(Entries taken from a collection)
**********
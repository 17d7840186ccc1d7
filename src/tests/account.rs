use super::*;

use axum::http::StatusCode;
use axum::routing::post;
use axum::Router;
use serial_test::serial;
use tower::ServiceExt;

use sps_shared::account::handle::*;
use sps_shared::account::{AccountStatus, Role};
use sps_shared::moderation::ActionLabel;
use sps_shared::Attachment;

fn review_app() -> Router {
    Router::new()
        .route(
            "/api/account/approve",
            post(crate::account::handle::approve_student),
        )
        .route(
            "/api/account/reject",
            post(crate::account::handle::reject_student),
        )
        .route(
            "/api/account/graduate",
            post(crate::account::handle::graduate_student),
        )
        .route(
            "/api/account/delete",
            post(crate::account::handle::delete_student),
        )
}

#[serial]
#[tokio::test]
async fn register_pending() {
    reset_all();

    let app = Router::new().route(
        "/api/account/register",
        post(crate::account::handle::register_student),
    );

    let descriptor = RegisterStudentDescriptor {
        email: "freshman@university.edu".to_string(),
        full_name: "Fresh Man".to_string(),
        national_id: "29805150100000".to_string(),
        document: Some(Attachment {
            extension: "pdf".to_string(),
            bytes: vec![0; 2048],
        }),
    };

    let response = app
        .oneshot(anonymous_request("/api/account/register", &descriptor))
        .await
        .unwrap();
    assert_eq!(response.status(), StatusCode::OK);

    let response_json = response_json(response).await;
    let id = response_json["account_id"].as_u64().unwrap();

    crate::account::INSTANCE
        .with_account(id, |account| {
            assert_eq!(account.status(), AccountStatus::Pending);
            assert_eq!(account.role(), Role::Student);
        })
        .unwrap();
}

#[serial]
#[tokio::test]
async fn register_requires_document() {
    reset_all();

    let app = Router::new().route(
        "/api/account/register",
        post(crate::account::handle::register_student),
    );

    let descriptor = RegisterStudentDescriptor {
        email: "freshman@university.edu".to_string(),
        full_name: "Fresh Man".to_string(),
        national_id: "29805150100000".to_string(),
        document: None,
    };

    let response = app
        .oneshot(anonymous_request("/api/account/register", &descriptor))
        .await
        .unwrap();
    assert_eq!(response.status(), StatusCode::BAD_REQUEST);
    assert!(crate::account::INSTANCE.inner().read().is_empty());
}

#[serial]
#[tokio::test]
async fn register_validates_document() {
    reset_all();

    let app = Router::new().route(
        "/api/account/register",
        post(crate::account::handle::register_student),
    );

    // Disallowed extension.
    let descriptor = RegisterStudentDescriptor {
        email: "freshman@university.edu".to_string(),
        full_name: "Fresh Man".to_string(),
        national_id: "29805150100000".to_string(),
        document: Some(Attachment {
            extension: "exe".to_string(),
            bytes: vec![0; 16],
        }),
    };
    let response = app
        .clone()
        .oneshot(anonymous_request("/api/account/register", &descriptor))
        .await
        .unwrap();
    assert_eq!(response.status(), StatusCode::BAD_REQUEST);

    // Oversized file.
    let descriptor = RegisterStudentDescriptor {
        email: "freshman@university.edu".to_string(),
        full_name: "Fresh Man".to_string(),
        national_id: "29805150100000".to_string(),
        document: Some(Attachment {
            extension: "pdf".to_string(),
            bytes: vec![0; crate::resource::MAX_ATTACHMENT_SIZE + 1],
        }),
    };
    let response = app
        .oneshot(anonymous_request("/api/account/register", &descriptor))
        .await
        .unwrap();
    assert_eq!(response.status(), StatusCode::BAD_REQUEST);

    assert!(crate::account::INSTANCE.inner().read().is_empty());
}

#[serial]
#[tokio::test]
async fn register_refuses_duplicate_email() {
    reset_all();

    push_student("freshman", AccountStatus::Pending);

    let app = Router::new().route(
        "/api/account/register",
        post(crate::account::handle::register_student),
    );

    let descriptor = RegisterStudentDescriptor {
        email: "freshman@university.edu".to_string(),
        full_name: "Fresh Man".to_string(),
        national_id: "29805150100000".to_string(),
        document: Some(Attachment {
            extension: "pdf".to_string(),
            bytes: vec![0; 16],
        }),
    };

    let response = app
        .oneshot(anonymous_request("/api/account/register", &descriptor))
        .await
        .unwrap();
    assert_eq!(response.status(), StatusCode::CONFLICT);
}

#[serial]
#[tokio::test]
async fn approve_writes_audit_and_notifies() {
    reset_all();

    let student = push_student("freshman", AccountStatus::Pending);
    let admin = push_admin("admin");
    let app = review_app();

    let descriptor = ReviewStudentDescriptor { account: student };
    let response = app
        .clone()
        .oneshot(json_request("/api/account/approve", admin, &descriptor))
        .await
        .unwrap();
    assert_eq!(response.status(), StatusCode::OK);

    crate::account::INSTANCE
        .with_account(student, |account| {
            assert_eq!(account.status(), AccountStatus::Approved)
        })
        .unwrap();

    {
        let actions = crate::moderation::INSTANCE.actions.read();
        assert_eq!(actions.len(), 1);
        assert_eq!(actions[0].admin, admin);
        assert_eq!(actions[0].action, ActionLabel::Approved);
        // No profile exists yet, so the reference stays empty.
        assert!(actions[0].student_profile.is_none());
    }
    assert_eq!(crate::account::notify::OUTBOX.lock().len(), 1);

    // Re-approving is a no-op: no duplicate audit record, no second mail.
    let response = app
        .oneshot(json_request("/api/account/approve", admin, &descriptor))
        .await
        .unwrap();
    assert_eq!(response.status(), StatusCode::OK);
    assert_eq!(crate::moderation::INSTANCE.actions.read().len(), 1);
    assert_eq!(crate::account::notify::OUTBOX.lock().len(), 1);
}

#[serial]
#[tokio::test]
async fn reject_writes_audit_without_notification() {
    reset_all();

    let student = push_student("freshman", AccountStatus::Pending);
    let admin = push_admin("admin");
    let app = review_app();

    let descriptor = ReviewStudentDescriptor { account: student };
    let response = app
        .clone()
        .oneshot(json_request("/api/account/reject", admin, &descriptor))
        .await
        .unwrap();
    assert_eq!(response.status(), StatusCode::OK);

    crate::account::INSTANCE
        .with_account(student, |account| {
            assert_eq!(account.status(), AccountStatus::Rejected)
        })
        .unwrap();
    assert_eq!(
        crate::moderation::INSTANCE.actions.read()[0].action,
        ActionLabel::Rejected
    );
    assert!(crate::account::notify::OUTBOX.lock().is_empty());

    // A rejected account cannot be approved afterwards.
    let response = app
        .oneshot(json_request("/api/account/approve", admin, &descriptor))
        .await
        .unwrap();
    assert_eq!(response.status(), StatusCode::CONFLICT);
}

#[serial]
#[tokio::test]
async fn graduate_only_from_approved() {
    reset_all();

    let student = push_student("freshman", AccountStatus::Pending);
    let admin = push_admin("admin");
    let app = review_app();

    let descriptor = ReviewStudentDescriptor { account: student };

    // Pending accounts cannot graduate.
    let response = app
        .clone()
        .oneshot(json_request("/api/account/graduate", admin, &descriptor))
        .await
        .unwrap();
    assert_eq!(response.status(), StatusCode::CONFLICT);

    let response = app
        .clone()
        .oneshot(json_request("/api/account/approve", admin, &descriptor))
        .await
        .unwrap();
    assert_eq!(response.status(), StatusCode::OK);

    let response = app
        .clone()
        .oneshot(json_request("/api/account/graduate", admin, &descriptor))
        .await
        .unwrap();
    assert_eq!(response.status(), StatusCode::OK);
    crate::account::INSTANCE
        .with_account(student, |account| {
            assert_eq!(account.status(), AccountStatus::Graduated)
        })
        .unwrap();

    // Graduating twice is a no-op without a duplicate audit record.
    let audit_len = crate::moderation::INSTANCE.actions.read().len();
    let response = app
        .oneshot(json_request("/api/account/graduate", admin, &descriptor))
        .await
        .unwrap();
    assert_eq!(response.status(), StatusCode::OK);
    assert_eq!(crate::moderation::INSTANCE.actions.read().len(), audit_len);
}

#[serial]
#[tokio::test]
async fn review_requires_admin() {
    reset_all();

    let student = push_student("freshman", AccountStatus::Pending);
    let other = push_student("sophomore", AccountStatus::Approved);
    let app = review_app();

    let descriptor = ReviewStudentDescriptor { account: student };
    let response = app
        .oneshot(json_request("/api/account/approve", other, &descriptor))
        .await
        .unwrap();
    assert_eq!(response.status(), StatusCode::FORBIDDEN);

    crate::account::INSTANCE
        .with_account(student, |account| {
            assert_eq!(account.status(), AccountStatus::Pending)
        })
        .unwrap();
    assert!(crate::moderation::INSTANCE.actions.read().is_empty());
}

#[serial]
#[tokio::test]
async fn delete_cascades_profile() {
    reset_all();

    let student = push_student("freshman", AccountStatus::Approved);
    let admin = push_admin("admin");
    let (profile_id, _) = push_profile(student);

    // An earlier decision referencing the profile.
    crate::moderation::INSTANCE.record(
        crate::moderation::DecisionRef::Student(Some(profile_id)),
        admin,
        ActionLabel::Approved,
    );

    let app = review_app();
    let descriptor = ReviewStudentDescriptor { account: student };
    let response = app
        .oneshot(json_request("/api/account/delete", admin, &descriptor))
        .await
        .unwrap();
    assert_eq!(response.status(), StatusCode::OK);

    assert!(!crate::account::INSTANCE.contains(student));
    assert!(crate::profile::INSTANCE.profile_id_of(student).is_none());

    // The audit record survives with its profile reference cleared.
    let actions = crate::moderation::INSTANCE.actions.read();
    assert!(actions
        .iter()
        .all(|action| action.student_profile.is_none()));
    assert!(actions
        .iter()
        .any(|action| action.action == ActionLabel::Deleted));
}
**********
- **Aim of the task**: Reproduce the entries exactly, but only from their first line to the line holding "fn review_app() ->", with that last line kept.

- **Result**:
repository 17d7840186ccc1d7
filename src/tests/account.rs
use super::*;

use axum::http::StatusCode;
use axum::routing::post;
use axum::Router;
use serial_test::serial;
use tower::ServiceExt;

use sps_shared::account::handle::*;
use sps_shared::account::{AccountStatus, Role};
use sps_shared::moderation::ActionLabel;
use sps_shared::Attachment;

fn review_app() -> Router {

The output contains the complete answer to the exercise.